EXTRACTED RECORDS →

//! Form submission handlers
//!
//! Each flow owns its injected view handles, a shared [`ApiClient`] and an
//! [`InFlight`] tracker. A submit always supersedes the previous one for the
//! same form; the superseded request's reply is dropped unrendered.

use serde_json::{json, Value};
use std::cell::Cell;
use std::rc::Rc;
use tracing::{debug, info, instrument, warn};

use crate::{
    client::ApiClient,
    player::Playback,
    reply::{format_keys, DecodeOutcome, KeysOutcome},
    types::{DecodeRequest, KeysRequest, Tone},
    ui::{hide_response, set_loading, show_response, ResponsePanel, SubmitButton, TextInput},
    Error,
};

/// Generation counter for one form's requests
#[derive(Debug, Default)]
pub struct InFlight {
    generation: Cell<u64>,
}

/// Identifies one submit
#[derive(Debug, Clone, Copy, PartialEq, Eq)]
pub struct Ticket(u64);

impl InFlight {
    pub fn new() -> Self {
        Self::default()
    }

    /// Start a new request, superseding any earlier one
    pub fn begin(&self) -> Ticket {
        let next = self.generation.get() + 1;
        self.generation.set(next);
        Ticket(next)
    }

    pub fn is_current(&self, ticket: Ticket) -> bool {
        self.generation.get() == ticket.0
    }
}

/// How a submit ended
#[derive(Debug, Clone, PartialEq, Eq)]
pub enum SubmitStatus {
    /// Reply rendered with success styling
    Succeeded,
    /// Error or rejected reply rendered with failure styling
    Failed,
    /// A newer submit started first; nothing was rendered
    Superseded,
}

impl From<Tone> for SubmitStatus {
    fn from(tone: Tone) -> Self {
        match tone {
            Tone::Success => SubmitStatus::Succeeded,
            Tone::Failure => SubmitStatus::Failed,
        }
    }
}

/// Handles of the decode form
pub struct DecodeView {
    pub button: Rc<dyn SubmitButton>,
    pub token: Rc<dyn TextInput>,
    pub encrypted_url: Rc<dyn TextInput>,
    pub panel: Rc<dyn ResponsePanel>,
    /// Token field of the DRM form, pre-filled with a refreshed token
    pub forward_token: Rc<dyn TextInput>,
}

/// Handles of the DRM form
pub struct KeysView {
    pub button: Rc<dyn SubmitButton>,
    pub token: Rc<dyn TextInput>,
    pub video_url: Rc<dyn TextInput>,
    pub panel: Rc<dyn ResponsePanel>,
}

fn error_payload(error: &Error) -> Value {
    json!({ "error": error.to_string() })
}

/// Decode form handler
pub struct DecodeFlow {
    view: DecodeView,
    client: Rc<ApiClient>,
    player: Rc<dyn Playback>,
    busy_label: String,
    in_flight: InFlight,
}

impl DecodeFlow {
    pub fn new(
        view: DecodeView,
        client: Rc<ApiClient>,
        player: Rc<dyn Playback>,
        busy_label: impl Into<String>,
    ) -> Self {
        Self {
            view,
            client,
            player,
            busy_label: busy_label.into(),
            in_flight: InFlight::new(),
        }
    }

    /// Run one submit to completion
    #[instrument(skip(self), name = "decode_submit")]
    pub async fn submit(&self) -> SubmitStatus {
        let ticket = self.in_flight.begin();
        let view = &self.view;

        set_loading(view.button.as_ref(), true, &self.busy_label);
        hide_response(view.panel.as_ref());
        self.player.stop();

        let request = DecodeRequest::new(view.token.value(), view.encrypted_url.value());
        let result = self.client.decode(&request).await;

        if !self.in_flight.is_current(ticket) {
            debug!("Decode reply superseded by a newer submit");
            return SubmitStatus::Superseded;
        }

        let status = match result {
            Ok(reply) => {
                let tone = reply.tone();
                show_response(view.panel.as_ref(), &reply.raw, tone);

                if let DecodeOutcome::Playable { url, next_token } = &reply.outcome {
                    let route = self.player.start(url);
                    info!(route = %route, "Decoded URL handed to player");
                    if let Some(token) = next_token {
                        info!("Forwarding refreshed token to DRM form");
                        view.forward_token.set_value(token);
                    }
                }
                SubmitStatus::from(tone)
            }
            Err(e) => {
                warn!(error = %e, code = e.error_code(), "Decode failed");
                show_response(view.panel.as_ref(), &error_payload(&e), Tone::Failure);
                SubmitStatus::Failed
            }
        };

        set_loading(view.button.as_ref(), false, &self.busy_label);
        status
    }
}

/// DRM form handler
pub struct KeysFlow {
    view: KeysView,
    client: Rc<ApiClient>,
    busy_label: String,
    in_flight: InFlight,
}

impl KeysFlow {
    pub fn new(view: KeysView, client: Rc<ApiClient>, busy_label: impl Into<String>) -> Self {
        Self {
            view,
            client,
            busy_label: busy_label.into(),
            in_flight: InFlight::new(),
        }
    }

    /// Run one submit to completion
    #[instrument(skip(self), name = "keys_submit")]
    pub async fn submit(&self) -> SubmitStatus {
        let ticket = self.in_flight.begin();
        let view = &self.view;

        set_loading(view.button.as_ref(), true, &self.busy_label);
        hide_response(view.panel.as_ref());

        let request = KeysRequest::new(view.token.value(), view.video_url.value());
        let result = self.client.get_keys(&request).await;

        if !self.in_flight.is_current(ticket) {
            debug!("Key reply superseded by a newer submit");
            return SubmitStatus::Superseded;
        }

        let status = match result {
            Ok(reply) => match &reply.outcome {
                KeysOutcome::Keys { mpd_url, keys } => {
                    info!(count = keys.len(), "Keys retrieved");
                    let text = format_keys(mpd_url, keys);
                    show_response(view.panel.as_ref(), &Value::String(text), Tone::Success);
                    SubmitStatus::Succeeded
                }
                KeysOutcome::Rejected => {
                    show_response(view.panel.as_ref(), &reply.raw, Tone::Failure);
                    SubmitStatus::Failed
                }
            },
            Err(e) => {
                warn!(error = %e, code = e.error_code(), "Key retrieval failed");
                show_response(view.panel.as_ref(), &error_payload(&e), Tone::Failure);
                SubmitStatus::Failed
            }
        };

        set_loading(view.button.as_ref(), false, &self.busy_label);
        status
    }
}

YOUR TASK → Go through the data above from its first line and copy each line exactly, stopping once the line with "pub fn new()" has been copied.

RESPONSE AREA →
//! Form submission handlers
//!
//! Each flow owns its injected view handles, a shared [`ApiClient`] and an
//! [`InFlight`] tracker. A submit always supersedes the previous one for the
//! same form; the superseded request's reply is dropped unrendered.

use serde_json::{json, Value};
use std::cell::Cell;
use std::rc::Rc;
use tracing::{debug, info, instrument, warn};

use crate::{
    client::ApiClient,
    player::Playback,
    reply::{format_keys, DecodeOutcome, KeysOutcome},
    types::{DecodeRequest, KeysRequest, Tone},
    ui::{hide_response, set_loading, show_response, ResponsePanel, SubmitButton, TextInput},
    Error,
};

/// Generation counter for one form's requests
#[derive(Debug, Default)]
pub struct InFlight {
    generation: Cell<u64>,
}

/// Identifies one submit
#[derive(Debug, Clone, Copy, PartialEq, Eq)]
pub struct Ticket(u64);

impl InFlight {
    pub fn new() -> Self {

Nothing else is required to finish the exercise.